> _Available records_

=== Section Start ===

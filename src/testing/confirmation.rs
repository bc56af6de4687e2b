//! Email confirmation and resend test functions.

use reqwest::StatusCode;
use serde_json::json;
use uuid::Uuid;

use crate::handlers::{CONFIRM_LINK_PATH, CONFIRM_PATH, RESEND_MESSAGE, RESEND_PATH};
use crate::tokens::token_hash_sha256;
use crate::{Backend, EmailSendError};

use super::{TestContext, TestUser, json_body, link_token};

fn confirmation_token<C: TestContext>(ctx: &C, email: &str) -> String {
    let message = ctx.mailbox().last_to(email).expect("confirmation email");
    link_token(&message).expect("token in link")
}

async fn is_verified<C: TestContext>(ctx: &C, email: &str) -> bool {
    ctx.backend()
        .user_find_by_email(email)
        .await
        .expect("db query")
        .expect("user exists")
        .email_verified
}

/// The emailed link verifies the account, and a second click is rejected.
pub async fn confirm_link_verifies_user_exactly_once<C: TestContext>() {
    let (base_url, client, ctx) = C::spawn().await;
    let user = TestUser::register(&base_url, &client).await;
    let token = confirmation_token(&ctx, &user.email);
    assert!(!is_verified(&ctx, &user.email).await);

    let url = format!("{base_url}{CONFIRM_LINK_PATH}?token={token}");

    let first = client.get(&url).send().await.unwrap();
    let body = json_body(first, StatusCode::OK).await;
    assert_eq!(body["success"], true);
    assert!(is_verified(&ctx, &user.email).await);

    let second = client.get(&url).send().await.unwrap();
    let body = json_body(second, StatusCode::BAD_REQUEST).await;
    assert_eq!(body["success"], false);
    assert_eq!(body["error"], "Token already used");
}

/// `POST /api/auth/confirm` accepts the token in a JSON body.
pub async fn confirm_post_accepts_json_token<C: TestContext>() {
    let (base_url, client, ctx) = C::spawn().await;
    let user = TestUser::register(&base_url, &client).await;
    let token = confirmation_token(&ctx, &user.email);

    let response = client
        .post(format!("{base_url}{CONFIRM_PATH}"))
        .json(&json!({ "token": token }))
        .send()
        .await
        .unwrap();
    json_body(response, StatusCode::OK).await;
    assert!(is_verified(&ctx, &user.email).await);
}

/// Unknown tokens and requests without a token are client errors.
pub async fn confirm_rejects_unknown_and_missing_tokens<C: TestContext>() {
    let (base_url, client, _ctx) = C::spawn().await;

    let unknown = "ab".repeat(32);
    let response = client
        .get(format!("{base_url}{CONFIRM_LINK_PATH}?token={unknown}"))
        .send()
        .await
        .unwrap();
    let body = json_body(response, StatusCode::BAD_REQUEST).await;
    assert_eq!(body["error"], "Invalid or unknown token");

    let response = client
        .get(format!("{base_url}{CONFIRM_LINK_PATH}"))
        .send()
        .await
        .unwrap();
    let body = json_body(response, StatusCode::BAD_REQUEST).await;
    assert_eq!(body["error"], "Token is required");
}

/// An expired token is rejected even though it was never used.
pub async fn confirm_rejects_expired_token<C: TestContext>() {
    let (base_url, client, ctx) = C::spawn().await;
    let user = TestUser::register(&base_url, &client).await;
    let token = confirmation_token(&ctx, &user.email);

    ctx.token_expire(&token_hash_sha256(&token)).await;

    let response = client
        .get(format!("{base_url}{CONFIRM_LINK_PATH}?token={token}"))
        .send()
        .await
        .unwrap();
    let body = json_body(response, StatusCode::BAD_REQUEST).await;
    assert_eq!(body["error"], "Token expired");
    assert!(!is_verified(&ctx, &user.email).await);
}

/// Two simultaneous redemptions of one link: exactly one wins.
pub async fn concurrent_confirm_succeeds_once<C: TestContext>() {
    let (base_url, client, ctx) = C::spawn().await;
    let user = TestUser::register(&base_url, &client).await;
    let token = confirmation_token(&ctx, &user.email);
    let url = format!("{base_url}{CONFIRM_PATH}");

    let (a, b) = tokio::join!(
        client.post(&url).json(&json!({ "token": token })).send(),
        client.post(&url).json(&json!({ "token": token })).send(),
    );

    let mut statuses = [a.unwrap().status(), b.unwrap().status()];
    statuses.sort();
    assert_eq!(statuses, [StatusCode::OK, StatusCode::BAD_REQUEST]);
    assert!(is_verified(&ctx, &user.email).await);
}

/// After a failed send, resend delivers a link that works.
pub async fn resend_issues_new_working_link<C: TestContext>() {
    let (base_url, client, ctx) = C::spawn().await;
    ctx.mailbox()
        .fail_with(EmailSendError::Delivery("gateway down".to_string()));
    let user = TestUser::register(&base_url, &client).await;
    assert!(ctx.mailbox().last_to(&user.email).is_none());

    ctx.mailbox().succeed();
    let response = client
        .post(format!("{base_url}{RESEND_PATH}"))
        .json(&json!({ "email": user.email }))
        .send()
        .await
        .unwrap();
    let body = json_body(response, StatusCode::OK).await;
    assert_eq!(body["message"], RESEND_MESSAGE);

    let token = confirmation_token(&ctx, &user.email);
    let response = client
        .get(format!("{base_url}{CONFIRM_LINK_PATH}?token={token}"))
        .send()
        .await
        .unwrap();
    json_body(response, StatusCode::OK).await;
    assert!(is_verified(&ctx, &user.email).await);
}

/// Unknown and already-verified addresses get the same answer and no email.
pub async fn resend_does_not_reveal_accounts<C: TestContext>() {
    let (base_url, client, ctx) = C::spawn().await;
    let user = TestUser::register(&base_url, &client).await;
    let token = confirmation_token(&ctx, &user.email);
    client
        .get(format!("{base_url}{CONFIRM_LINK_PATH}?token={token}"))
        .send()
        .await
        .unwrap();
    let sent_before = ctx.mailbox().sent().len();

    let unknown = format!("ghost+{}@example.com", Uuid::new_v4().simple());
    for email in [unknown.as_str(), user.email.as_str()] {
        let response = client
            .post(format!("{base_url}{RESEND_PATH}"))
            .json(&json!({ "email": email }))
            .send()
            .await
            .unwrap();
        let body = json_body(response, StatusCode::OK).await;
        assert_eq!(body["success"], true);
        assert_eq!(body["message"], RESEND_MESSAGE);
    }

    assert_eq!(ctx.mailbox().sent().len(), sent_before);
}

=== Section End ===

Using the material above, report each line where "mailbox" occurs.

    let message = ctx.mailbox().last_to(email).expect("confirmation email");
    ctx.mailbox()
    assert!(ctx.mailbox().last_to(&user.email).is_none());
    ctx.mailbox().succeed();
    let sent_before = ctx.mailbox().sent().len();
    assert_eq!(ctx.mailbox().sent().len(), sent_before);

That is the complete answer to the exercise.